Your success depends on your ability to elicit emotion from your readers. They want to feel—they want to get caught up in the adventure. They must feel, if they are to like your story. But while you want your readers to get emotional, that doesn’t mean you should write without structure and purpose.

Good stories all have a protagonist and an antagonist who are in constant conflict while they pursue their goals. And no matter what kind of story you write—romance, comedy, suspense, science fiction, or fantasy—most stories have the same basic linear structure.

Linear Structure: an Ancient Concept

Linear structure has existed since the time of Aristotle, who defined it as having a beginning, a middle, and an ending. (Or as Aristotle liked to say, protasis, epitasis, and catastrophe.) Obvious, right? Except that Aristotle demonstrated the value of the chronological progression—the cause and effect, the action/reaction that sets plots in motion. You know how it goes: First, this happened. Because of that, then this happened.
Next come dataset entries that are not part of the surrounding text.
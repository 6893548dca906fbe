//! Discretization of a spectral embedding into hard labels
//! Implements the multiclass spectral rounding of Yu & Shi: search for the
//! rotation that brings the normalized embedding closest to a discrete
//! indicator matrix, alternating label assignment and an SVD-based rotation
//! update until the normalized cut objective stops changing.

use nalgebra::DMatrix;
use ndarray::ArrayView2;
use rand::prelude::*;
use rand_chacha::ChaCha20Rng;

use crate::error::{DivikError, Result};

const MAX_SVD_RESTARTS: usize = 30;
const MAX_ITER: usize = 20;
const EPS: f64 = f64::EPSILON;

/// Assign labels by rotating the embedding onto the nearest discrete partition
///
/// # Arguments
/// * `embedding` - Spectral embedding, shape (n_samples, n_clusters)
/// * `rng` - Generator choosing the first rotation axis
///
/// # Returns
/// * One label per sample in `[0, n_clusters)`
///
/// # Errors
/// * `Numerical` when no SVD restart converges
pub fn discretize(embedding: ArrayView2<f64>, rng: &mut ChaCha20Rng) -> Result<Vec<usize>> {
    let (n_samples, n_components) = embedding.dim();
    if n_samples == 0 || n_components == 0 {
        return Err(DivikError::configuration("cannot discretize an empty embedding"));
    }
    if n_components == 1 {
        return Ok(vec![0; n_samples]);
    }

    let vectors = normalize(embedding);

    let mut svd_restarts = 0;
    while svd_restarts < MAX_SVD_RESTARTS {
        // Initial rotation: rows as mutually orthogonal as possible
        let mut rotation = DMatrix::<f64>::zeros(n_components, n_components);
        let first = rng.random_range(0..n_samples);
        rotation.set_column(0, &vectors.row(first).transpose());
        let mut c = vec![0.0; n_samples];
        for j in 1..n_components {
            let projection = &vectors * rotation.column(j - 1);
            let mut best = 0;
            for i in 0..n_samples {
                c[i] += projection[i].abs();
                if c[i] < c[best] {
                    best = i;
                }
            }
            rotation.set_column(j, &vectors.row(best).transpose());
        }

        let mut last_objective = 0.0;
        let mut n_iter = 0;
        loop {
            n_iter += 1;
            let discrete = &vectors * &rotation;
            let labels: Vec<usize> = (0..n_samples)
                .map(|i| {
                    discrete
                        .row(i)
                        .iter()
                        .enumerate()
                        .fold((0, f64::NEG_INFINITY), |best, (j, &v)| if v > best.1 { (j, v) } else { best })
                        .0
                })
                .collect();

            // Indicator^T * vectors
            let mut t_svd = DMatrix::<f64>::zeros(n_components, n_components);
            for (i, &label) in labels.iter().enumerate() {
                for j in 0..n_components {
                    t_svd[(label, j)] += vectors[(i, j)];
                }
            }

            let Some(svd) = t_svd.try_svd(true, true, EPS, 0) else {
                svd_restarts += 1;
                break;
            };
            let (Some(u), Some(v_t)) = (svd.u, svd.v_t) else {
                svd_restarts += 1;
                break;
            };

            let ncut = 2.0 * (n_samples as f64 - svd.singular_values.sum());
            if (ncut - last_objective).abs() < EPS || n_iter > MAX_ITER {
                return Ok(labels);
            }
            last_objective = ncut;
            rotation = v_t.transpose() * u.transpose();
        }
    }

    Err(DivikError::numerical("SVD did not converge while discretizing the embedding"))
}

// Columns scaled to norm sqrt(n) with a deterministic sign, then rows to unit norm
fn normalize(embedding: ArrayView2<f64>) -> DMatrix<f64> {
    let (n_samples, n_components) = embedding.dim();
    let mut vectors = DMatrix::from_fn(n_samples, n_components, |i, j| embedding[[i, j]]);
    let norm_ones = (n_samples as f64).sqrt();

    for j in 0..n_components {
        let norm = vectors.column(j).norm();
        if norm > 0.0 {
            let sign = if vectors[(0, j)] < 0.0 { -1.0 } else { 1.0 };
            let scaled = vectors.column(j) * (sign * norm_ones / norm);
            vectors.set_column(j, &scaled);
        }
    }
    for i in 0..n_samples {
        let norm = vectors.row(i).norm();
        if norm > 0.0 {
            let scaled = vectors.row(i) / norm;
            vectors.set_row(i, &scaled);
        }
    }
    vectors
}

#[cfg(test)]
mod tests {
    use super::*;
    use ndarray::Array2;
    use rand::SeedableRng;

    #[test]
    fn indicator_embedding_is_recovered() {
        // Two perfectly separated groups of three samples
        let embedding = Array2::from_shape_fn((6, 2), |(i, j)| if (i < 3) == (j == 0) { 1.0 } else { 0.0 });
        let mut rng = ChaCha20Rng::seed_from_u64(3);
        let labels = discretize(embedding.view(), &mut rng).unwrap();
        assert_eq!(labels[0], labels[1]);
        assert_eq!(labels[1], labels[2]);
        assert_eq!(labels[3], labels[4]);
        assert_eq!(labels[4], labels[5]);
        assert_ne!(labels[0], labels[3]);
    }

    #[test]
    fn single_component_is_one_cluster() {
        let embedding = Array2::from_elem((4, 1), 0.5);
        let mut rng = ChaCha20Rng::seed_from_u64(0);
        assert_eq!(discretize(embedding.view(), &mut rng).unwrap(), vec![0; 4]);
    }
}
Rinse and repeat until you get to the ending, when the conflict ends by one means or another.

The beginnings and endings weren’t a problem for early writers. (And they often aren’t that hard for modern writers, either.) The story had to start with a bang, and at the end, all the loose ends had to be tied up. The problem for Aristotle, and then Horace, and then Gustav Freytag, was what to do with the middle, which sagged. In 1863 or thereabouts, Freytag came up with a structure to boost that sagging middle: a triangle with five elements of story.

Freytag’s Triangle

Freytag’s triangle, or pyramid, started with Exposition on the bottom on the left—the story setup. Then on the way up: Rising Action, or the protagonist’s initial conflicting events. At the peak of the triangle was the climax, the point where everything changes. Then on the way down, falling action, as the plot moves toward stability, and then the ending, or catastrophe.
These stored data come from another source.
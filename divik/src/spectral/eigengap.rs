//! Normalized graph Laplacian and eigengap estimation of the number of clusters

use nalgebra::{DMatrix, SymmetricEigen};
use ndarray::{Array1, Array2, ArrayView2};

use crate::error::{DivikError, Result};

/// Iteration budget and tolerance of the symmetric eigensolver
#[derive(Clone, Copy, Debug, PartialEq)]
pub struct EigenSolver {
    pub max_iter: usize,
    /// Convergence tolerance; `0.0` means machine precision
    pub tol: f64,
}

impl Default for EigenSolver {
    fn default() -> Self {
        Self { max_iter: 5000, tol: 0.0 }
    }
}

/// Eigenvalues in ascending order with their eigenvectors as matching columns
#[derive(Clone, Debug)]
pub struct Eigenpairs {
    pub values: Vec<f64>,
    pub vectors: Array2<f64>,
}

impl EigenSolver {
    /// Decompose a symmetric matrix
    ///
    /// # Errors
    /// * `Numerical` when the solver does not converge within `max_iter`
    ///   sweeps or returns non-finite eigenvalues
    pub fn decompose(&self, matrix: ArrayView2<f64>) -> Result<Eigenpairs> {
        let n = matrix.nrows();
        let dense = DMatrix::from_fn(n, n, |i, j| matrix[[i, j]]);
        let eps = if self.tol > 0.0 { self.tol } else { f64::EPSILON };

        // nalgebra treats 0 as "no limit"; keep the budget bounded
        let eig = SymmetricEigen::try_new(dense, eps, self.max_iter.max(1)).ok_or_else(|| {
            DivikError::numerical(format!(
                "symmetric eigensolver did not converge within {} iterations",
                self.max_iter
            ))
        })?;

        if eig.eigenvalues.iter().any(|v| !v.is_finite()) {
            return Err(DivikError::numerical("eigensolver produced non-finite eigenvalues"));
        }

        let mut order: Vec<usize> = (0..n).collect();
        order.sort_by(|&a, &b| eig.eigenvalues[a].total_cmp(&eig.eigenvalues[b]));

        let values = order.iter().map(|&i| eig.eigenvalues[i]).collect();
        let vectors = Array2::from_shape_fn((n, n), |(row, col)| eig.eigenvectors[(row, order[col])]);
        Ok(Eigenpairs { values, vectors })
    }
}

/// Normalized graph Laplacian `I - D^-1/2 A D^-1/2`
///
/// The diagonal of the affinity is ignored. Isolated vertices (zero degree)
/// get a zero row, column and diagonal entry.
///
/// # Returns
/// * Tuple of (Laplacian, square root of every vertex degree)
pub fn normalized_laplacian(affinity: ArrayView2<f64>) -> Result<(Array2<f64>, Array1<f64>)> {
    check_affinity(affinity)?;
    let n = affinity.nrows();

    let degree_sqrt: Array1<f64> = Array1::from_shape_fn(n, |i| {
        let degree: f64 = (0..n).filter(|&j| j != i).map(|j| affinity[[i, j]]).sum();
        degree.sqrt()
    });

    let laplacian = Array2::from_shape_fn((n, n), |(i, j)| {
        let (di, dj) = (degree_sqrt[i], degree_sqrt[j]);
        if i == j {
            if di > 0.0 { 1.0 } else { 0.0 }
        } else if di > 0.0 && dj > 0.0 {
            -affinity[[i, j]] / (di * dj)
        } else {
            0.0
        }
    });

    Ok((laplacian, degree_sqrt))
}

fn check_affinity(affinity: ArrayView2<f64>) -> Result<()> {
    let (rows, cols) = affinity.dim();
    if rows != cols {
        return Err(DivikError::configuration(format!("affinity must be square, got {rows}x{cols}")));
    }
    if rows == 0 {
        return Err(DivikError::configuration("affinity matrix is empty"));
    }
    for i in 0..rows {
        for j in (i + 1)..cols {
            let (a, b) = (affinity[[i, j]], affinity[[j, i]]);
            if !a.is_finite() || a < 0.0 {
                return Err(DivikError::numerical(format!("affinity ({i}, {j}) = {a} is not a finite non-negative value")));
            }
            if (a - b).abs() > 1e-10 * a.abs().max(b.abs()).max(1.0) {
                return Err(DivikError::numerical(format!("affinity is not symmetric at ({i}, {j})")));
            }
        }
    }
    Ok(())
}

/// Index of the largest forward difference plus one; the first maximum wins ties
pub fn largest_gap(sorted_eigenvalues: &[f64]) -> usize {
    let mut best: Option<(usize, f64)> = None;
    for (i, pair) in sorted_eigenvalues.windows(2).enumerate() {
        let gap = pair[1] - pair[0];
        if best.is_none_or(|(_, b)| gap > b) {
            best = Some((i, gap));
        }
    }
    best.map_or(1, |(i, _)| i + 1)
}

/// Find number of clusters using eigengap
///
/// Computes the full spectrum of the normalized Laplacian of `affinity` and
/// returns the position of the largest consecutive eigenvalue gap.
///
/// # Arguments
/// * `affinity` - Symmetric non-negative matrix, shape (n_samples, n_samples)
/// * `solver` - Iteration budget of the eigensolver
///
/// # Returns
/// * Number of clusters, at least 1
pub fn eigengap(affinity: ArrayView2<f64>, solver: &EigenSolver) -> Result<usize> {
    let (laplacian, _) = normalized_laplacian(affinity)?;
    let spectrum = solver.decompose(laplacian.view())?;
    Ok(largest_gap(&spectrum.values))
}

#[cfg(test)]
mod tests {
    use super::*;
    use ndarray::array;

    fn block_diagonal(blocks: usize, size: usize) -> Array2<f64> {
        let n = blocks * size;
        Array2::from_shape_fn((n, n), |(i, j)| if i / size == j / size { 1.0 } else { 0.0 })
    }

    #[test]
    fn three_blocks_give_three_clusters() {
        let affinity = block_diagonal(3, 10);
        assert_eq!(eigengap(affinity.view(), &EigenSolver::default()).unwrap(), 3);
    }

    #[test]
    fn estimate_is_deterministic() {
        let affinity = block_diagonal(4, 5);
        let solver = EigenSolver::default();
        let first = eigengap(affinity.view(), &solver).unwrap();
        for _ in 0..5 {
            assert_eq!(eigengap(affinity.view(), &solver).unwrap(), first);
        }
        assert_eq!(first, 4);
    }

    #[test]
    fn laplacian_of_a_block_is_known() {
        let (laplacian, degree_sqrt) = normalized_laplacian(block_diagonal(1, 3).view()).unwrap();
        assert!((degree_sqrt[0] - 2.0_f64.sqrt()).abs() < 1e-12);
        assert_eq!(laplacian[[0, 0]], 1.0);
        assert!((laplacian[[0, 1]] + 0.5).abs() < 1e-12);
        let spectrum = EigenSolver::default().decompose(laplacian.view()).unwrap();
        assert!(spectrum.values[0].abs() < 1e-12);
        assert!((spectrum.values[1] - 1.5).abs() < 1e-12);
        assert!((spectrum.values[2] - 1.5).abs() < 1e-12);
    }

    #[test]
    fn ties_resolve_to_the_first_gap() {
        assert_eq!(largest_gap(&[0.0, 1.0, 2.0, 3.0]), 1);
        assert_eq!(largest_gap(&[0.0, 0.1, 1.1, 1.2]), 2);
        assert_eq!(largest_gap(&[0.5]), 1);
    }

    #[test]
    fn single_sample_is_one_cluster() {
        assert_eq!(eigengap(array![[1.0]].view(), &EigenSolver::default()).unwrap(), 1);
    }

    #[test]
    fn rejects_malformed_affinity() {
        let solver = EigenSolver::default();
        let asymmetric = array![[0.0, 1.0], [0.5, 0.0]];
        assert!(matches!(eigengap(asymmetric.view(), &solver), Err(DivikError::Numerical(_))));
        let rectangular = Array2::<f64>::zeros((2, 3));
        assert!(matches!(eigengap(rectangular.view(), &solver), Err(DivikError::Configuration(_))));
    }

    #[test]
    fn exhausted_iteration_budget_is_a_numerical_error() {
        let path = Array2::from_shape_fn((8, 8), |(i, j)| {
            if i.abs_diff(j) == 1 { 1.0 + (i + j) as f64 * 0.1 } else { 0.0 }
        });
        let (laplacian, _) = normalized_laplacian(path.view()).unwrap();
        let starved = EigenSolver { max_iter: 1, tol: 0.0 };
        assert!(matches!(starved.decompose(laplacian.view()), Err(DivikError::Numerical(_))));
        assert!(matches!(eigengap(path.view(), &starved), Err(DivikError::Numerical(_))));
        assert!(EigenSolver::default().decompose(laplacian.view()).is_ok());
    }

    #[test]
    fn isolated_vertex_keeps_zero_row() {
        let affinity = array![[0.0, 1.0, 0.0], [1.0, 0.0, 0.0], [0.0, 0.0, 0.0]];
        let (laplacian, degree_sqrt) = normalized_laplacian(affinity.view()).unwrap();
        assert_eq!(degree_sqrt[2], 0.0);
        assert_eq!(laplacian.row(2).to_vec(), vec![0.0, 0.0, 0.0]);
    }
}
Since Freytag, other writers have messed around with these elements. Michael Hauge, a screenwriter, has expanded Freytag’s elements into six stages with five turning points, and poses the stages as steps in character development. He ditched the triangle, too. Hauge explains this really well in a series of YouTube talks and articles on his website, so for the full monty, check him out.

Hauge’s Six-Stage Story Structure

Hauge begins Stage 1, the Setup, with the protagonist in “full identity.” That means that the protagonist sees himself in a certain way—for example, he’s a successful doctor with a thriving practice. But he has needs and desires that he doesn’t even realize yet. Stage 2 begins with the New Situation, in which the doctor “glimpses his essence.” Perhaps the doctor sees a news story of a train wreck and is surprised at the depth of his feeling for the injured. So he’s an ambitious doctor, but with a humanitarian streak.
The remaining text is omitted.